JOHN DEERE
I was contracted at John Deere in 2022 to 2023 develop the future technology of the Operations Center. One of the missions of this experimental team was to allow farmers and farming operations managers to have more insight into their fields. To do this, I wanted to create an experience using 3D browser engines to integrate with their map and fill it with visual representations of their farm equipment data, weather, and soil data. With this task, I had to first dream of how the user will orientate and navigate their field. One thing was that the average farm owner was in their late 60s. This means having complex video game like 3d controls would not be easy for them to use. I looked to Google 3d and Google earth as inspiration.
3D UX Design Babylon 3D Map View
Let me explain a bit about the core technology. We used Babylon 3D as a in browser gaming engine to emulate the work we did on Unity Project the team worked on prior. What we wanted to do was is to bring the Unity game engine version of the farm data but to not burden the farmer/user with installations of an executable and give them a simpler, easier UI but a more powerful and useful way to visualize their data.
In this test branch of Operations Center, I put an icon for 3D View using the design guidelines that already exist in Operations Center. Believe it or not, there was plenty stakeholders and interested parties to get the approval to get that branch and icon setup. The ultimate vision was to have the 3D view switch over while the side panel and lower 3D panel was still visible so it looked just like the same view, however in this branch, we made a loading screen and opened a 3D tab or popup that we tested in both Safari and Chrome.
Screens for 3D View Tutorial of First time User
The Loading screen is to hide that the shaders are compiling. My background as a 3D artist is what really gave me insight on how to understand the engineering and development terminology. I used the John Deere modal components for a new feature but I also had to have lots of compliance meetings to add the annotations to the design library system. I had to find examples of it being done in other similar tools and how it could look as a new modal variant in Figma.
After showing one feature, the user will acknowledge they understand or hit next triggering the mask to lift. You can see that mask will. only obscure parts of the UI that is not part of the subject. For example this image is showcasing the Season Timeline.
I had the developers create a spotlight to the coachmarks to show the specific areas that tutorial was trying to highlight.
When complete, these coachmarks will not show up again unless the user requests for it again in the help section. On the backend, the USER is marked completing the NEW FEATURE path.
After the 3D mode is closed, we give the user a chance to comment on this new feature and how we as designers can improve the experience.
3D UX Design Layer Selection
Using a lot of the the same techniques, I have to get creative on how to show the developers how I want users to highlight layers under the soil from soil moisture at various levels, where there is an irrigation system, what does the pesticide spray information looks, ect.

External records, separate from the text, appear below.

//! songshelf-srv - HTTP server for the Songshelf catalog
//!
//! Startup order: tracing, build identification, root folder resolution,
//! database initialization, then serve until Ctrl+C or SIGTERM.

use std::path::PathBuf;

use anyhow::{Context, Result};
use clap::Parser;
use songshelf_common::config::{RootFolderInitializer, RootFolderResolver, TomlConfig};
use songshelf_common::db::init_database;
use songshelf_srv::{build_router, AppState};
use tokio::signal;
use tracing::{error, info};
use tracing_subscriber::{layer::SubscriberExt, util::SubscriberInitExt};

/// Command-line arguments for songshelf-srv
#[derive(Parser, Debug)]
#[command(name = "songshelf-srv")]
#[command(about = "Songshelf song and post catalog server")]
#[command(version)]
struct Args {
    /// Root folder holding songshelf.db
    #[arg(short, long)]
    root_folder: Option<PathBuf>,

    /// Port to listen on (overrides the config file)
    #[arg(short, long, env = "SONGSHELF_PORT")]
    port: Option<u16>,

    /// Address to bind (overrides the config file)
    #[arg(short, long, env = "SONGSHELF_BIND")]
    bind: Option<String>,
}

#[tokio::main]
async fn main() -> Result<()> {
    let args = Args::parse();
    let config = TomlConfig::load_or_default();

    let default_filter = format!("songshelf_srv={level},songshelf_common={level},tower_http=info", level = config.logging.level);
    tracing_subscriber::registry()
        .with(tracing_subscriber::EnvFilter::try_from_default_env().unwrap_or_else(|_| default_filter.into()))
        .with(tracing_subscriber::fmt::layer())
        .init();

    // Build identification first, before any database delay
    info!(
        "Starting Songshelf server (songshelf-srv) v{} [{}] built {} ({})",
        env!("CARGO_PKG_VERSION"),
        env!("GIT_HASH"),
        env!("BUILD_TIMESTAMP"),
        env!("BUILD_PROFILE")
    );

    let root_folder = RootFolderResolver::new("songshelf-srv")
        .with_cli_override(args.root_folder)
        .resolve();

    let initializer = RootFolderInitializer::new(root_folder);
    initializer
        .ensure_directory_exists()
        .context("Failed to create root folder")?;

    let db_path = initializer.database_path();
    info!("Database path: {}", db_path.display());

    let pool = match init_database(&db_path).await {
        Ok(pool) => {
            info!("✓ Database ready");
            pool
        }
        Err(e) => {
            error!("Failed to initialize database: {}", e);
            return Err(e.into());
        }
    };

    let app = build_router(AppState::new(pool));

    let bind = args.bind.unwrap_or_else(|| config.bind_address().to_string());
    let port = args.port.unwrap_or_else(|| config.port());
    let addr = format!("{}:{}", bind, port);

    let listener = tokio::net::TcpListener::bind(&addr)
        .await
        .with_context(|| format!("Failed to bind to {}", addr))?;
    info!("songshelf-srv listening on http://{}", addr);
    info!("Health check: http://{}/health", addr);

    axum::serve(listener, app)
        .with_graceful_shutdown(shutdown_signal())
        .await
        .context("Server error")?;

    info!("Server shutdown complete");
    Ok(())
}

async fn shutdown_signal() {
    let ctrl_c = async {
        if let Err(e) = signal::ctrl_c().await {
            error!("Failed to install Ctrl+C handler: {}", e);
            std::future::pending::<()>().await;
        }
    };

    #[cfg(unix)]
    let terminate = async {
        match signal::unix::signal(signal::unix::SignalKind::terminate()) {
            Ok(mut stream) => {
                stream.recv().await;
            }
            Err(e) => {
                error!("Failed to install SIGTERM handler: {}", e);
                std::future::pending::<()>().await;
            }
        }
    };

    #[cfg(not(unix))]
    let terminate = std::future::pending::<()>();

    tokio::select! {
        _ = ctrl_c => {
            info!("Received Ctrl+C, shutting down");
        },
        _ = terminate => {
            info!("Received terminate signal, shutting down");
        },
    }
}
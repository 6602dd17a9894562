//! Build identification endpoint

use axum::response::Json;
use serde::Serialize;

#[derive(Debug, Serialize)]
pub struct BuildInfo {
    pub version: String,
    pub git_hash: String,
    pub build_timestamp: String,
    pub build_profile: String,
}

/// GET /api/buildinfo
pub async fn get_build_info() -> Json<BuildInfo> {
    Json(BuildInfo {
        version: env!("CARGO_PKG_VERSION").to_string(),
        git_hash: env!("GIT_HASH").to_string(),
        build_timestamp: env!("BUILD_TIMESTAMP").to_string(),
        build_profile: env!("BUILD_PROFILE").to_string(),
    })
}
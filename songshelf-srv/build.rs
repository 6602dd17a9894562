//! Build script for songshelf-srv
//!
//! Exposes build identification to the binary as compile-time env vars:
//! `GIT_HASH` (short commit), `BUILD_TIMESTAMP` (RFC 3339, local time) and
//! `BUILD_PROFILE`.

use std::process::Command;

fn git_short_hash() -> String {
    Command::new("git")
        .args(["rev-parse", "--short=8", "HEAD"])
        .output()
        .ok()
        .filter(|output| output.status.success())
        .and_then(|output| String::from_utf8(output.stdout).ok())
        .map(|s| s.trim().to_string())
        .filter(|s| !s.is_empty())
        .unwrap_or_else(|| "unknown".to_string())
}

fn main() {
    let build_timestamp = chrono::Local::now().to_rfc3339_opts(chrono::SecondsFormat::Secs, false);
    let profile = std::env::var("PROFILE").unwrap_or_else(|_| "unknown".to_string());

    println!("cargo:rustc-env=GIT_HASH={}", git_short_hash());
    println!("cargo:rustc-env=BUILD_TIMESTAMP={}", build_timestamp);
    println!("cargo:rustc-env=BUILD_PROFILE={}", profile);

    // No rerun-if-changed: rerun every build so hash and timestamp stay current
}
//! Song actions

use super::validation::{
    artist_names, not_blank, tag_names, usage_categories, valid_id, PaginatedSearchParams, ARTISTS_MAX, TAGS_MAX,
    TITLE_MAX, TITLE_MIN, USAGE_MAX,
};
use super::{authorize, ActionResponse, Session};
use crate::db::models::{AttributeKind, EntryKind, EntryWithAttributes};
use crate::reconcile::{self, AttributeLists, EntryDraft, EntryFields, EntryPage};
use crate::uuid_utils;
use serde::{Deserialize, Serialize};
use sqlx::SqlitePool;
use validator::Validate;

#[derive(Debug, Clone, Default, PartialEq, Eq, Serialize, Deserialize, Validate)]
pub struct AddSongParams {
    #[validate(
        length(min = TITLE_MIN, max = TITLE_MAX, message = "must be between 5 and 130 characters"),
        custom(function = "not_blank")
    )]
    pub title: String,
    #[validate(custom(function = "not_blank"))]
    pub notes: String,
    #[serde(default)]
    #[validate(
        length(min = 1, max = TAGS_MAX, message = "must contain between 1 and 3 items"),
        custom(function = "tag_names")
    )]
    pub tags: Vec<String>,
    #[serde(default)]
    #[validate(
        length(min = 1, max = ARTISTS_MAX, message = "must contain between 1 and 5 items"),
        custom(function = "artist_names")
    )]
    pub artists: Vec<String>,
    #[serde(default)]
    #[validate(
        length(min = 1, max = USAGE_MAX, message = "must contain between 1 and 4 items"),
        custom(function = "usage_categories")
    )]
    pub usage: Vec<String>,
}

#[derive(Debug, Clone, Default, PartialEq, Eq, Serialize, Deserialize, Validate)]
pub struct EditSongParams {
    #[validate(custom(function = "valid_id"))]
    pub song_id: String,
    #[validate(
        length(min = TITLE_MIN, max = TITLE_MAX, message = "must be between 5 and 130 characters"),
        custom(function = "not_blank")
    )]
    pub title: String,
    #[validate(custom(function = "not_blank"))]
    pub notes: String,
    #[serde(default)]
    #[validate(
        length(min = 1, max = TAGS_MAX, message = "must contain between 1 and 3 items"),
        custom(function = "tag_names")
    )]
    pub tags: Vec<String>,
    #[serde(default)]
    #[validate(
        length(min = 1, max = ARTISTS_MAX, message = "must contain between 1 and 5 items"),
        custom(function = "artist_names")
    )]
    pub artists: Vec<String>,
    #[serde(default)]
    #[validate(
        length(min = 1, max = USAGE_MAX, message = "must contain between 1 and 4 items"),
        custom(function = "usage_categories")
    )]
    pub usage: Vec<String>,
}

#[derive(Debug, Clone, Default, PartialEq, Eq, Serialize, Deserialize, Validate)]
pub struct GetSongParams {
    #[validate(custom(function = "valid_id"))]
    pub song_id: String,
}

fn song_lists(tags: &[String], artists: &[String], usage: &[String]) -> AttributeLists {
    AttributeLists::new()
        .with(AttributeKind::Tag, tags.to_vec())
        .with(AttributeKind::Artist, artists.to_vec())
        .with(AttributeKind::Usage, usage.to_vec())
}

/// Create a song owned by the caller
pub async fn add_song(
    pool: &SqlitePool,
    session: Option<&Session>,
    params: AddSongParams,
) -> ActionResponse<EntryWithAttributes> {
    ActionResponse::from_result(
        async {
            let validated = authorize(params, session, true)?;
            let p = &validated.params;

            let draft = EntryDraft {
                title: p.title.trim().to_string(),
                body: p.notes.clone(),
                owner_id: validated.user_id()?,
            };
            let lists = song_lists(&p.tags, &p.artists, &p.usage);

            reconcile::create_with_attributes(pool, EntryKind::Song, &draft, &lists).await
        }
        .await,
    )
}

/// Edit a song owned by the caller
pub async fn edit_song(
    pool: &SqlitePool,
    session: Option<&Session>,
    params: EditSongParams,
) -> ActionResponse<EntryWithAttributes> {
    ActionResponse::from_result(
        async {
            let validated = authorize(params, session, true)?;
            let p = &validated.params;

            let song_id = uuid_utils::parse_field("song_id", &p.song_id)?;
            let fields = EntryFields {
                title: p.title.trim().to_string(),
                body: p.notes.clone(),
            };
            let lists = song_lists(&p.tags, &p.artists, &p.usage);

            reconcile::edit_with_attributes(pool, EntryKind::Song, song_id, &fields, &lists, validated.user_id()?).await
        }
        .await,
    )
}

/// Fetch one song with its tags, artists, usage categories and author
pub async fn get_song(
    pool: &SqlitePool,
    session: Option<&Session>,
    params: GetSongParams,
) -> ActionResponse<EntryWithAttributes> {
    ActionResponse::from_result(
        async {
            let validated = authorize(params, session, true)?;
            let song_id = uuid_utils::parse_field("song_id", &validated.params.song_id)?;

            reconcile::fetch_with_attributes(pool, EntryKind::Song, song_id).await
        }
        .await,
    )
}

/// List songs; no session required
pub async fn get_songs(
    pool: &SqlitePool,
    session: Option<&Session>,
    params: PaginatedSearchParams,
) -> ActionResponse<EntryPage> {
    ActionResponse::from_result(
        async {
            let validated = authorize(params, session, false)?;
            reconcile::list_paginated(pool, EntryKind::Song, &validated.params.into()).await
        }
        .await,
    )
}

#[cfg(test)]
mod tests {
    use super::*;

    fn strings(list: &[&str]) -> Vec<String> {
        list.iter().map(|s| s.to_string()).collect()
    }

    fn valid_song() -> AddSongParams {
        AddSongParams {
            title: "Aruarian Dance".into(),
            notes: "Late night loop".into(),
            tags: strings(&["lofi", "jazz"]),
            artists: strings(&["Nujabes"]),
            usage: strings(&["non-commercial"]),
        }
    }

    #[test]
    fn test_add_song_params_valid() {
        assert!(valid_song().validate().is_ok());
    }

    #[test]
    fn test_add_song_params_need_usage_and_artists() {
        let params = AddSongParams {
            artists: vec![],
            usage: vec![],
            ..valid_song()
        };
        let errors = params.validate().unwrap_err();
        let fields = errors.field_errors();
        assert!(fields.contains_key("artists"));
        assert!(fields.contains_key("usage"));
        assert_eq!(fields.len(), 2);
    }

    #[test]
    fn test_add_song_params_title_limits() {
        let blank = AddSongParams {
            title: "      ".into(),
            ..valid_song()
        };
        assert!(blank.validate().is_err());

        let long = AddSongParams {
            title: "x".repeat(131),
            ..valid_song()
        };
        assert!(long.validate().is_err());

        // Characters, not bytes
        let accented = AddSongParams {
            title: "é".repeat(130),
            ..valid_song()
        };
        assert!(accented.validate().is_ok());
    }

    #[test]
    fn test_edit_song_params_require_valid_id() {
        let add = valid_song();
        let params = EditSongParams {
            song_id: "42".into(),
            title: add.title,
            notes: add.notes,
            tags: add.tags,
            artists: add.artists,
            usage: add.usage,
        };
        assert!(params.validate().is_err());
    }

    #[test]
    fn test_song_params_deserialize_missing_lists_as_empty() {
        let params: AddSongParams = serde_json::from_str(r#"{"title": "Hello world", "notes": "n"}"#).unwrap();
        assert!(params.tags.is_empty());
        assert!(params.validate().is_err());
    }
}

Once the developers made a working 3D map with Google map api images being textured on to the farm, I can position our test farm to create the ideal scenarios.
Here i used photoshop to remove the background and imported my alpha layer into Figma. Now I can render concepts of how I want to do depth selection.
In retrospect, I wish I strengthened the ghosted layers but I think it worked regardless.
Creating new components to look like our existing components
AR PROJECT INTEGRATION
Simultaneously I was also tasked to visualize an augmented reality experience tied to the same project. Here I am depicting how AR glasses can show areas sprayed by pesticides and tank mix. I was pitching for having event playbacks of the tractor/sprayers covering the field at specific events. This was a very hard project to do as getting accurate GPS data to match our tablets/goggles was extremely buggy.